##### Data supplied

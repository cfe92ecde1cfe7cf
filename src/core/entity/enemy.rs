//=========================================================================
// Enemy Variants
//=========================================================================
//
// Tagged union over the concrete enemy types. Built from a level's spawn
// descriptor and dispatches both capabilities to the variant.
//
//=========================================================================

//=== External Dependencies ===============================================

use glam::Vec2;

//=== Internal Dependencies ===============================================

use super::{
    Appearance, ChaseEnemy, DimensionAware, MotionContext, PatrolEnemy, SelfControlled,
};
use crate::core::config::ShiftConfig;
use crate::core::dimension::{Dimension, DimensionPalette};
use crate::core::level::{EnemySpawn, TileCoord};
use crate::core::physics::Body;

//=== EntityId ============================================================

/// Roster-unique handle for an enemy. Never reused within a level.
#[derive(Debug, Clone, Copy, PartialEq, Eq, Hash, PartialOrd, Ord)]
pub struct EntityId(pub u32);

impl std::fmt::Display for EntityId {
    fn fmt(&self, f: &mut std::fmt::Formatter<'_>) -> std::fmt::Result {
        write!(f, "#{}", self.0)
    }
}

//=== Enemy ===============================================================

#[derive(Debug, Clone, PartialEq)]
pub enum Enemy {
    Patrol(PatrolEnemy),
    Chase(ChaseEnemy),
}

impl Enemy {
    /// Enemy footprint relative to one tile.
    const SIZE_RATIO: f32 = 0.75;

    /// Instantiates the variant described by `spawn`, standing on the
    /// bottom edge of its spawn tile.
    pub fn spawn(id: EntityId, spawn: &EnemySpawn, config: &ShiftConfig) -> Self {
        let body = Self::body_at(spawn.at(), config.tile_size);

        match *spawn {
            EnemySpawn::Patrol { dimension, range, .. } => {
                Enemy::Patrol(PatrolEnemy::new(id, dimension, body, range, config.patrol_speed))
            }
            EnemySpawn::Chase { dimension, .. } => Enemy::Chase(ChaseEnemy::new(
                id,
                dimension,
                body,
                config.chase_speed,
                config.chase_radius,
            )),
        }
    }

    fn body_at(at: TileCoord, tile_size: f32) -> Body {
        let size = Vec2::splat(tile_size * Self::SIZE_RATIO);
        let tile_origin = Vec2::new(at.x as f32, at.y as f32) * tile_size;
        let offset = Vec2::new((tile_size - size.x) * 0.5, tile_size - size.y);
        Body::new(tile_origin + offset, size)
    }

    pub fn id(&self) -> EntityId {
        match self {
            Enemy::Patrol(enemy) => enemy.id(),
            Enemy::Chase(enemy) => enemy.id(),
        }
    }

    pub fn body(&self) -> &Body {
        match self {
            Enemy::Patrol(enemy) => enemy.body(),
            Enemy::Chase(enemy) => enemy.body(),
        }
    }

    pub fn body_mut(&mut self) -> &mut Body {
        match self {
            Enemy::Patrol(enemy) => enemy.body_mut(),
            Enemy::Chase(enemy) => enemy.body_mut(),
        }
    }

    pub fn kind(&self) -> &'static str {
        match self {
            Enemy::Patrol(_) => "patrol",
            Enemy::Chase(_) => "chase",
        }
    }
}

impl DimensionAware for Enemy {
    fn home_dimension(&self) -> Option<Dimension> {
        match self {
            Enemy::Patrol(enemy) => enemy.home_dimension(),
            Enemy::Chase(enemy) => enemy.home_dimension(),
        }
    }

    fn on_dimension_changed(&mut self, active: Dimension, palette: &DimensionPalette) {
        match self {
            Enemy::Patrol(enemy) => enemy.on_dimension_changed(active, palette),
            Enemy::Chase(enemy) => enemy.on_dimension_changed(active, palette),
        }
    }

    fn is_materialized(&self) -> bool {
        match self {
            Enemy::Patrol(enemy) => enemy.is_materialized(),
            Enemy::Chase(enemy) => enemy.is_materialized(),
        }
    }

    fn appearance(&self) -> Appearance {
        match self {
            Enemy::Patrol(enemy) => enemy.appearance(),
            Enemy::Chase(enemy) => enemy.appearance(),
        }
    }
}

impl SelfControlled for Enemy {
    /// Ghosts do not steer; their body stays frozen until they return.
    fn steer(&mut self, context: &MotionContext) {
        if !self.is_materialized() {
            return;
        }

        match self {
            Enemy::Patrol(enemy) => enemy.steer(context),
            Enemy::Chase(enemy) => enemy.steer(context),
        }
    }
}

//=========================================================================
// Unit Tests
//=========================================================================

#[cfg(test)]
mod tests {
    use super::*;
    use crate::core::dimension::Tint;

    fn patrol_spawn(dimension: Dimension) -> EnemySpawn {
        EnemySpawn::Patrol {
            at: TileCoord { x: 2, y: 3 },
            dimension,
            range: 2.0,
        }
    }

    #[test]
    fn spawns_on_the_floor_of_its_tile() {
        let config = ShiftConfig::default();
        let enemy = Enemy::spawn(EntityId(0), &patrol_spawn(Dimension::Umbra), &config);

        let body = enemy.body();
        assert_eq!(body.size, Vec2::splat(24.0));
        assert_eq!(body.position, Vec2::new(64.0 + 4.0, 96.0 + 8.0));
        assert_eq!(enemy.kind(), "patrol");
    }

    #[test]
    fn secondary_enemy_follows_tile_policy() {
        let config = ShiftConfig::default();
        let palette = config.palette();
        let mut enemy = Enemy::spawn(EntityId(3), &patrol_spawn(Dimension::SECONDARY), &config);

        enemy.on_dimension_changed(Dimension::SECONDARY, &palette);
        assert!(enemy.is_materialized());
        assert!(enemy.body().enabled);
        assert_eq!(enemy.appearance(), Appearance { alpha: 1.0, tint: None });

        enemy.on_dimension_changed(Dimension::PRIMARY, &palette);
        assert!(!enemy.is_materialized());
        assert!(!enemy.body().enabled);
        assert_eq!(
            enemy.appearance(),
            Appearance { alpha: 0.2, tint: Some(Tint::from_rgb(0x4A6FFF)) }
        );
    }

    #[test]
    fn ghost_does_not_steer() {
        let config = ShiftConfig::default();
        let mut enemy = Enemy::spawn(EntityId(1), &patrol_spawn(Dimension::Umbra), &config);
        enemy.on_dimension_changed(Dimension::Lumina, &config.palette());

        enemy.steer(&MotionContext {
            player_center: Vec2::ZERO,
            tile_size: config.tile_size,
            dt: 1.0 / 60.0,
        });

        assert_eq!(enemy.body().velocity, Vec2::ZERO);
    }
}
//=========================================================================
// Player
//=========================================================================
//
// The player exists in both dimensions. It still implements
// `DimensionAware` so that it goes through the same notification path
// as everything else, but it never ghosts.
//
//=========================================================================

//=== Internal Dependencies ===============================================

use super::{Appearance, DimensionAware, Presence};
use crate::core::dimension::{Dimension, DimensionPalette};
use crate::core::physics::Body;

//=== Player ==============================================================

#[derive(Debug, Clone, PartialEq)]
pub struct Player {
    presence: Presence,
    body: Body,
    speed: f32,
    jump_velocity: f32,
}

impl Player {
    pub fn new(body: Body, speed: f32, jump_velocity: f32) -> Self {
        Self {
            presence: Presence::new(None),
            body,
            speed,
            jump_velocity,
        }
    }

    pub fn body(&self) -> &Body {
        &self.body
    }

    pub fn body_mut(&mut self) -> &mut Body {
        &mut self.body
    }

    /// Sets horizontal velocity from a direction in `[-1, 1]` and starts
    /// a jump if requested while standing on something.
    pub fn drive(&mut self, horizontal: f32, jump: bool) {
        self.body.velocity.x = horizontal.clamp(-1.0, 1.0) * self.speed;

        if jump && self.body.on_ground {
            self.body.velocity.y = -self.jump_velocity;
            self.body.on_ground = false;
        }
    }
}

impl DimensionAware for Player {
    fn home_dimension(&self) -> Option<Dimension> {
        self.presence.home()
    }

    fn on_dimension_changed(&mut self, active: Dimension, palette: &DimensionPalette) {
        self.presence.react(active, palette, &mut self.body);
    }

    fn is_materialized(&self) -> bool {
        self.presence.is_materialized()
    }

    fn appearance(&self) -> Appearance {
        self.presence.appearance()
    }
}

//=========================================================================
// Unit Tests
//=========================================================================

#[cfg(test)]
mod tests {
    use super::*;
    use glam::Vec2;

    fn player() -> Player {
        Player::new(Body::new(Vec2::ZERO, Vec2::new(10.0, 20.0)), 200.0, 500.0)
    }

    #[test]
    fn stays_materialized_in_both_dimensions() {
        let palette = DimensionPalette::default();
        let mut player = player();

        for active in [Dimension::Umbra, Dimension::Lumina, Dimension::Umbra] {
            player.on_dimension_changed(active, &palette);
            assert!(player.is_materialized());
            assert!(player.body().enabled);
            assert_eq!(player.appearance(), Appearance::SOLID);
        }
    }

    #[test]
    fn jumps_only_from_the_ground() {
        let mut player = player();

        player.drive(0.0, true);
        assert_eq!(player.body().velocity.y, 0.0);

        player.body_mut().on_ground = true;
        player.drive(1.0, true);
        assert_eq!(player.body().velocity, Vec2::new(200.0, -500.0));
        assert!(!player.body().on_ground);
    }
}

##########

* Assigned task
Transcribe the records above from the line holding "let palette = DimensionPalette::default();" down to the line holding "player.drive(0.0, true);", inclusive, without adding anything.

* Response area
        let palette = DimensionPalette::default();
        let mut player = player();

        for active in [Dimension::Umbra, Dimension::Lumina, Dimension::Umbra] {
            player.on_dimension_changed(active, &palette);
            assert!(player.is_materialized());
            assert!(player.body().enabled);
            assert_eq!(player.appearance(), Appearance::SOLID);
        }
    }

    #[test]
    fn jumps_only_from_the_ground() {
        let mut player = player();

        player.drive(0.0, true);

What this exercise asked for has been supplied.